Exercise:
One line at a time, check the entries below for the word "struct", and copy each line that has it.

Segment Open

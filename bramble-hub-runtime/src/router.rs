//! Hub-side forwarding and per-node pending-update queues (§4.8, grounded
//! in the original `hub_router.h`). Non-goal: multi-hop routing — every
//! `RouteEntry` is `is_direct`, kept as a field rather than removed so the
//! shape matches what a future multi-hop hub would extend rather than a
//! one-off single-hop struct.

use std::collections::{HashMap, VecDeque};

use bramble_protocol::Address;

const QUEUE_CAPACITY: usize = 50;
const QUEUE_TTL_MS: u64 = 5 * 60 * 1_000;
const MAX_FORWARD_ATTEMPTS: u8 = 3;
const DEFAULT_ROUTE_MAX_AGE_MS: u64 = 3_600_000;

#[derive(Debug, Clone, Copy, PartialEq, Eq, thiserror::Error)]
pub enum HubRouterError {
    #[error("the forwarding queue is full")]
    QueueFull,
}

/// Result of one `process_message` call, for callers that track delivery
/// statistics by criticality (§4.9) against their own outgoing sends.
#[derive(Debug, Clone, Copy, PartialEq, Eq)]
pub enum ForwardOutcome {
    NotOurConcern,
    Delivered,
    Queued,
    Dropped,
}

/// A half-duplex sink the router can hand an already-encoded frame to. The
/// router doesn't know or care whether this is a LoRa radio, a serial
/// bridge, or (in tests) an in-memory recorder — matching the `RadioPort`-
/// style capability-set split used on the node side (§9).
pub trait FrameSink {
    fn send_frame(&mut self, dst: Address, frame: &[u8]) -> bool;
}

#[derive(Debug, Clone, Copy, PartialEq, Eq)]
pub struct RouteEntry {
    pub last_used_ms: u64,
    pub last_online_ms: u64,
    pub is_online: bool,
    pub is_direct: bool,
}

struct QueuedMessage {
    dst: Address,
    frame: Vec<u8>,
    enqueued_at_ms: u64,
    attempts: u8,
}

/// Tagged variant of a queued configuration change (§3 PendingUpdate).
#[derive(Debug, Clone, Copy, PartialEq, Eq)]
pub enum PendingUpdateKind {
    SetSchedule { index: u8, hour: u8, minute: u8 },
    RemoveSchedule { index: u8 },
    SetDateTime { unix_ts: u32 },
    SetWakeInterval { seconds: u32 },
}

impl PendingUpdateKind {
    /// Tag + packed `(index, value)` matching `UpdateAvailablePayload`'s
    /// `kind`/`index`/`value` fields.
    fn wire_fields(self) -> (u8, u8, u32) {
        match self {
            PendingUpdateKind::SetSchedule { index, hour, minute } => (0, index, (hour as u32) << 8 | minute as u32),
            PendingUpdateKind::RemoveSchedule { index } => (1, index, 0),
            PendingUpdateKind::SetDateTime { unix_ts } => (2, 0, unix_ts),
            PendingUpdateKind::SetWakeInterval { seconds } => (3, 0, seconds),
        }
    }
}

#[derive(Debug, Clone, Copy, PartialEq, Eq)]
pub struct PendingUpdate {
    pub kind: PendingUpdateKind,
    pub seq: u8,
    pub enqueued_at_ms: u64,
}

/// What `check_updates` hands back to the caller to serialize into an
/// `UpdateAvailablePayload`.
#[derive(Debug, Clone, Copy, PartialEq, Eq)]
pub struct UpdateDescription {
    pub seq: u8,
    pub kind_tag: u8,
    pub index: u8,
    pub value: u32,
}

struct NodeUpdateQueue {
    items: VecDeque<PendingUpdate>,
    next_seq: u8,
}

impl NodeUpdateQueue {
    fn new() -> Self {
        NodeUpdateQueue {
            items: VecDeque::new(),
            next_seq: 1,
        }
    }

    fn alloc_seq(&mut self) -> u8 {
        let seq = self.next_seq;
        self.next_seq = if self.next_seq == u8::MAX { 1 } else { self.next_seq + 1 };
        seq
    }
}

pub struct HubRouter<S: FrameSink> {
    sink: S,
    routes: HashMap<Address, RouteEntry>,
    queue: VecDeque<QueuedMessage>,
    updates: HashMap<Address, NodeUpdateQueue>,
}

impl<S: FrameSink> HubRouter<S> {
    pub fn new(sink: S) -> Self {
        HubRouter {
            sink,
            routes: HashMap::new(),
            queue: VecDeque::new(),
            updates: HashMap::new(),
        }
    }

    /// Handle one received frame addressed somewhere other than the hub
    /// itself: attempts an immediate forward, falling back to the bounded
    /// queue on failure. `NotOurConcern` when `dst` is `HUB` or
    /// `BROADCAST` — the caller handles those itself.
    pub fn process_message(&mut self, frame: &[u8], dst: Address, now_ms: u64) -> ForwardOutcome {
        if dst == Address::HUB || dst == Address::BROADCAST {
            return ForwardOutcome::NotOurConcern;
        }

        if self.sink.send_frame(dst, frame) {
            self.touch_route_usage(dst, now_ms);
            ForwardOutcome::Delivered
        } else {
            match self.enqueue(dst, frame, now_ms) {
                Ok(()) => ForwardOutcome::Queued,
                Err(HubRouterError::QueueFull) => {
                    tracing::warn!(?dst, "forward queue full, dropping message");
                    ForwardOutcome::Dropped
                }
            }
        }
    }

    fn touch_route_usage(&mut self, dst: Address, now_ms: u64) {
        self.routes
            .entry(dst)
            .or_insert(RouteEntry {
                last_used_ms: now_ms,
                last_online_ms: now_ms,
                is_online: true,
                is_direct: true,
            })
            .last_used_ms = now_ms;
    }

    fn enqueue(&mut self, dst: Address, frame: &[u8], now_ms: u64) -> Result<(), HubRouterError> {
        if self.queue.len() >= QUEUE_CAPACITY {
            return Err(HubRouterError::QueueFull);
        }
        self.queue.push_back(QueuedMessage {
            dst,
            frame: frame.to_vec(),
            enqueued_at_ms: now_ms,
            attempts: 0,
        });
        Ok(())
    }

    /// Mark `addr` reachable and drain any messages queued for it.
    pub fn update_route_online(&mut self, addr: Address, now_ms: u64) {
        let was_offline = !self.routes.get(&addr).map(|r| r.is_online).unwrap_or(false);
        self.routes
            .entry(addr)
            .and_modify(|r| {
                r.is_online = true;
                r.last_online_ms = now_ms;
            })
            .or_insert(RouteEntry {
                last_used_ms: now_ms,
                last_online_ms: now_ms,
                is_online: true,
                is_direct: true,
            });
        if was_offline {
            self.drain_for(addr, now_ms);
        }
    }

    pub fn update_route_offline(&mut self, addr: Address) {
        if let Some(route) = self.routes.get_mut(&addr) {
            route.is_online = false;
        }
    }

    fn drain_for(&mut self, addr: Address, now_ms: u64) {
        let mut remaining = VecDeque::with_capacity(self.queue.len());
        while let Some(msg) = self.queue.pop_front() {
            if msg.dst == addr {
                if self.sink.send_frame(msg.dst, &msg.frame) {
                    self.touch_route_usage(addr, now_ms);
                    continue;
                }
            }
            remaining.push_back(msg);
        }
        self.queue = remaining;
    }

    /// Periodic sweep: expire messages older than the TTL, retry the rest
    /// that have a reachable route, and drop anything that has exhausted
    /// `MAX_FORWARD_ATTEMPTS`. Returns `(expired, delivered)`.
    pub fn process_queued_messages(&mut self, now_ms: u64) -> (usize, usize) {
        let mut expired = 0;
        let mut delivered = 0;
        let mut remaining = VecDeque::with_capacity(self.queue.len());

        while let Some(mut msg) = self.queue.pop_front() {
            if now_ms.saturating_sub(msg.enqueued_at_ms) > QUEUE_TTL_MS {
                expired += 1;
                continue;
            }
            let reachable = self.routes.get(&msg.dst).map(|r| r.is_online).unwrap_or(false);
            if reachable {
                if self.sink.send_frame(msg.dst, &msg.frame) {
                    self.touch_route_usage(msg.dst, now_ms);
                    delivered += 1;
                    continue;
                }
                msg.attempts += 1;
                if msg.attempts >= MAX_FORWARD_ATTEMPTS {
                    expired += 1;
                    continue;
                }
            }
            remaining.push_back(msg);
        }
        self.queue = remaining;
        (expired, delivered)
    }

    /// Drop routes untouched for longer than `max_age_ms`. Returns the
    /// count cleared.
    pub fn clear_old_routes(&mut self, now_ms: u64, max_age_ms: u64) -> usize {
        let before = self.routes.len();
        self.routes.retain(|_, r| now_ms.saturating_sub(r.last_used_ms) <= max_age_ms);
        before - self.routes.len()
    }

    pub fn clear_old_routes_default(&mut self, now_ms: u64) -> usize {
        self.clear_old_routes(now_ms, DEFAULT_ROUTE_MAX_AGE_MS)
    }

    pub fn route(&self, addr: Address) -> Option<RouteEntry> {
        self.routes.get(&addr).copied()
    }

    pub fn queue_len(&self) -> usize {
        self.queue.len()
    }

    /// Queue a configuration update for `addr`, returning its assigned seq.
    pub fn enqueue_update(&mut self, addr: Address, kind: PendingUpdateKind, now_ms: u64) -> u8 {
        let entry = self.updates.entry(addr).or_insert_with(NodeUpdateQueue::new);
        let seq = entry.alloc_seq();
        entry.items.push_back(PendingUpdate {
            kind,
            seq,
            enqueued_at_ms: now_ms,
        });
        seq
    }

    /// Respond to a node's `CheckUpdates(last_applied_seq)`: if the node has
    /// already applied the item at the front of its queue, pop it and look
    /// at the next one; describe whatever is now at the front, or `None` if
    /// there is nothing pending.
    pub fn check_updates(&mut self, addr: Address, last_applied_seq: u8) -> Option<UpdateDescription> {
        let queue = self.updates.get_mut(&addr)?;
        while let Some(front) = queue.items.front() {
            if front.seq == last_applied_seq {
                queue.items.pop_front();
            } else {
                break;
            }
        }
        queue.items.front().map(|item| {
            let (kind_tag, index, value) = item.kind.wire_fields();
            UpdateDescription {
                seq: item.seq,
                kind_tag,
                index,
                value,
            }
        })
    }

    pub fn pending_update_count(&self, addr: Address) -> usize {
        self.updates.get(&addr).map(|q| q.items.len()).unwrap_or(0)
    }

    pub fn sink_mut(&mut self) -> &mut S {
        &mut self.sink
    }
}

#[cfg(test)]
pub mod mock {
    use super::*;

    #[derive(Default)]
    pub struct RecordingSink {
        pub sent: Vec<(Address, Vec<u8>)>,
        pub fail_next: bool,
    }

    impl FrameSink for RecordingSink {
        fn send_frame(&mut self, dst: Address, frame: &[u8]) -> bool {
            if self.fail_next {
                self.fail_next = false;
                return false;
            }
            self.sent.push((dst, frame.to_vec()));
            true
        }
    }
}

#[cfg(test)]
mod tests {
    use super::mock::RecordingSink;
    use super::*;

    #[test]
    fn hub_and_broadcast_destinations_are_not_the_routers_concern() {
        let mut router = HubRouter::new(RecordingSink::default());
        assert_eq!(router.process_message(&[1, 2, 3], Address::HUB, 0), ForwardOutcome::NotOurConcern);
        assert_eq!(router.process_message(&[1, 2, 3], Address::BROADCAST, 0), ForwardOutcome::NotOurConcern);
        assert!(router.sink_mut().sent.is_empty());
    }

    #[test]
    fn forward_failure_enqueues_and_online_drains() {
        let mut router = HubRouter::new(RecordingSink::default());
        router.sink_mut().fail_next = true;
        let dst = Address::from_u16(5);

        assert_eq!(router.process_message(&[9, 9], dst, 0), ForwardOutcome::Queued);
        assert_eq!(router.queue_len(), 1);
        assert!(router.sink_mut().sent.is_empty());

        router.update_route_online(dst, 10);
        assert_eq!(router.queue_len(), 0, "coming online drains the queue");
        assert_eq!(router.sink_mut().sent.len(), 1);
    }

    #[test]
    fn expired_messages_are_dropped_by_process_queued_messages() {
        let mut router = HubRouter::new(RecordingSink::default());
        router.sink_mut().fail_next = true;
        let dst = Address::from_u16(5);
        router.process_message(&[1], dst, 0);

        let (expired, delivered) = router.process_queued_messages(QUEUE_TTL_MS + 1);
        assert_eq!(expired, 1);
        assert_eq!(delivered, 0);
        assert_eq!(router.queue_len(), 0);
    }

    #[test]
    fn update_queue_advances_only_after_the_node_confirms_it_applied() {
        let mut router = HubRouter::new(RecordingSink::default());
        let addr = Address::from_u16(7);
        let seq1 = router.enqueue_update(addr, PendingUpdateKind::SetWakeInterval { seconds: 3600 }, 0);
        let seq2 = router.enqueue_update(addr, PendingUpdateKind::SetDateTime { unix_ts: 1000 }, 0);

        let first = router.check_updates(addr, 0).unwrap();
        assert_eq!(first.seq, seq1);

        // Node re-asks without applying yet: still the same item.
        let still_first = router.check_updates(addr, 0).unwrap();
        assert_eq!(still_first.seq, seq1);

        // Node confirms it applied seq1.
        let second = router.check_updates(addr, seq1).unwrap();
        assert_eq!(second.seq, seq2);

        let none = router.check_updates(addr, seq2);
        assert!(none.is_none());
    }

    #[test]
    fn clear_old_routes_drops_only_stale_entries() {
        let mut router = HubRouter::new(RecordingSink::default());
        router.update_route_online(Address::from_u16(1), 0);
        router.update_route_online(Address::from_u16(2), 1_000_000);
        let cleared = router.clear_old_routes(1_000_000, 3_600_000 / 2);
        assert_eq!(cleared, 1);
        assert!(router.route(Address::from_u16(1)).is_none());
        assert!(router.route(Address::from_u16(2)).is_some());
    }
}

Segment Closed

Written reply:
//! one-off single-hop struct.
pub struct RouteEntry {
struct QueuedMessage {
pub struct PendingUpdate {
pub struct UpdateDescription {
struct NodeUpdateQueue {
pub struct HubRouter<S: FrameSink> {
    pub struct RecordingSink {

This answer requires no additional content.